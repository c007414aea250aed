//! Software reference cipher and block helpers

use crate::{Error, Result};
use aes::cipher::{BlockEncrypt, KeyInit};
use aes::Aes128;

/// One 128-bit cipher block, most significant byte first
pub type Block = [u8; 16];

/// Software encryption used to cross-check the hardware ciphertext
pub trait ReferenceCipher {
    fn encrypt(&self, plaintext: &Block, key: &Block) -> Block;
}

/// AES-128 from the `aes` crate
#[derive(Debug, Clone, Copy, Default)]
pub struct Aes128Reference;

impl ReferenceCipher for Aes128Reference {
    fn encrypt(&self, plaintext: &Block, key: &Block) -> Block {
        let cipher = Aes128::new(&(*key).into());
        let mut block: aes::Block = (*plaintext).into();
        cipher.encrypt_block(&mut block);
        block.into()
    }
}

/// `plaintext XOR key`, for wiring tests without a real cipher
#[derive(Debug, Clone, Copy, Default)]
pub struct XorCipher;

impl ReferenceCipher for XorCipher {
    fn encrypt(&self, plaintext: &Block, key: &Block) -> Block {
        let mut out = [0u8; 16];
        for (o, (p, k)) in out.iter_mut().zip(plaintext.iter().zip(key)) {
            *o = p ^ k;
        }
        out
    }
}

impl<C: ReferenceCipher + ?Sized> ReferenceCipher for Box<C> {
    fn encrypt(&self, plaintext: &Block, key: &Block) -> Block {
        (**self).encrypt(plaintext, key)
    }
}

/// Parse a 32-digit hex string into a block
pub fn parse_block(s: &str) -> Result<Block> {
    let trimmed = s.trim().trim_start_matches("0x");
    let bytes = hex::decode(trimmed).map_err(|e| Error::Config(format!("Invalid hex block '{}': {}", s, e)))?;
    bytes
        .try_into()
        .map_err(|v: Vec<u8>| Error::Config(format!("Block '{}' has {} bytes, expected 16", s, v.len())))
}

/// Fill a block from the random source
pub fn random_block<R: rand::RngCore + ?Sized>(rng: &mut R) -> Block {
    let mut block = [0u8; 16];
    rng.fill_bytes(&mut block);
    block
}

______________________________

What the task requires: After reading the listing, copy all of it out exactly.

Task output:
repository c007414aea250aed
//! Software reference cipher and block helpers

use crate::{Error, Result};
use aes::cipher::{BlockEncrypt, KeyInit};
use aes::Aes128;

/// One 128-bit cipher block, most significant byte first
pub type Block = [u8; 16];

/// Software encryption used to cross-check the hardware ciphertext
pub trait ReferenceCipher {
    fn encrypt(&self, plaintext: &Block, key: &Block) -> Block;
}

/// AES-128 from the `aes` crate
#[derive(Debug, Clone, Copy, Default)]
pub struct Aes128Reference;

impl ReferenceCipher for Aes128Reference {
    fn encrypt(&self, plaintext: &Block, key: &Block) -> Block {
        let cipher = Aes128::new(&(*key).into());
        let mut block: aes::Block = (*plaintext).into();
        cipher.encrypt_block(&mut block);
        block.into()
    }
}

/// `plaintext XOR key`, for wiring tests without a real cipher
#[derive(Debug, Clone, Copy, Default)]
pub struct XorCipher;

impl ReferenceCipher for XorCipher {
    fn encrypt(&self, plaintext: &Block, key: &Block) -> Block {
        let mut out = [0u8; 16];
        for (o, (p, k)) in out.iter_mut().zip(plaintext.iter().zip(key)) {
            *o = p ^ k;
        }
        out
    }
}

impl<C: ReferenceCipher + ?Sized> ReferenceCipher for Box<C> {
    fn encrypt(&self, plaintext: &Block, key: &Block) -> Block {
        (**self).encrypt(plaintext, key)
    }
}

/// Parse a 32-digit hex string into a block
pub fn parse_block(s: &str) -> Result<Block> {
    let trimmed = s.trim().trim_start_matches("0x");
    let bytes = hex::decode(trimmed).map_err(|e| Error::Config(format!("Invalid hex block '{}': {}", s, e)))?;
    bytes
        .try_into()
        .map_err(|v: Vec<u8>| Error::Config(format!("Block '{}' has {} bytes, expected 16", s, v.len())))
}

/// Fill a block from the random source
pub fn random_block<R: rand::RngCore + ?Sized>(rng: &mut R) -> Block {
    let mut block = [0u8; 16];
    rng.fill_bytes(&mut block);
    block
}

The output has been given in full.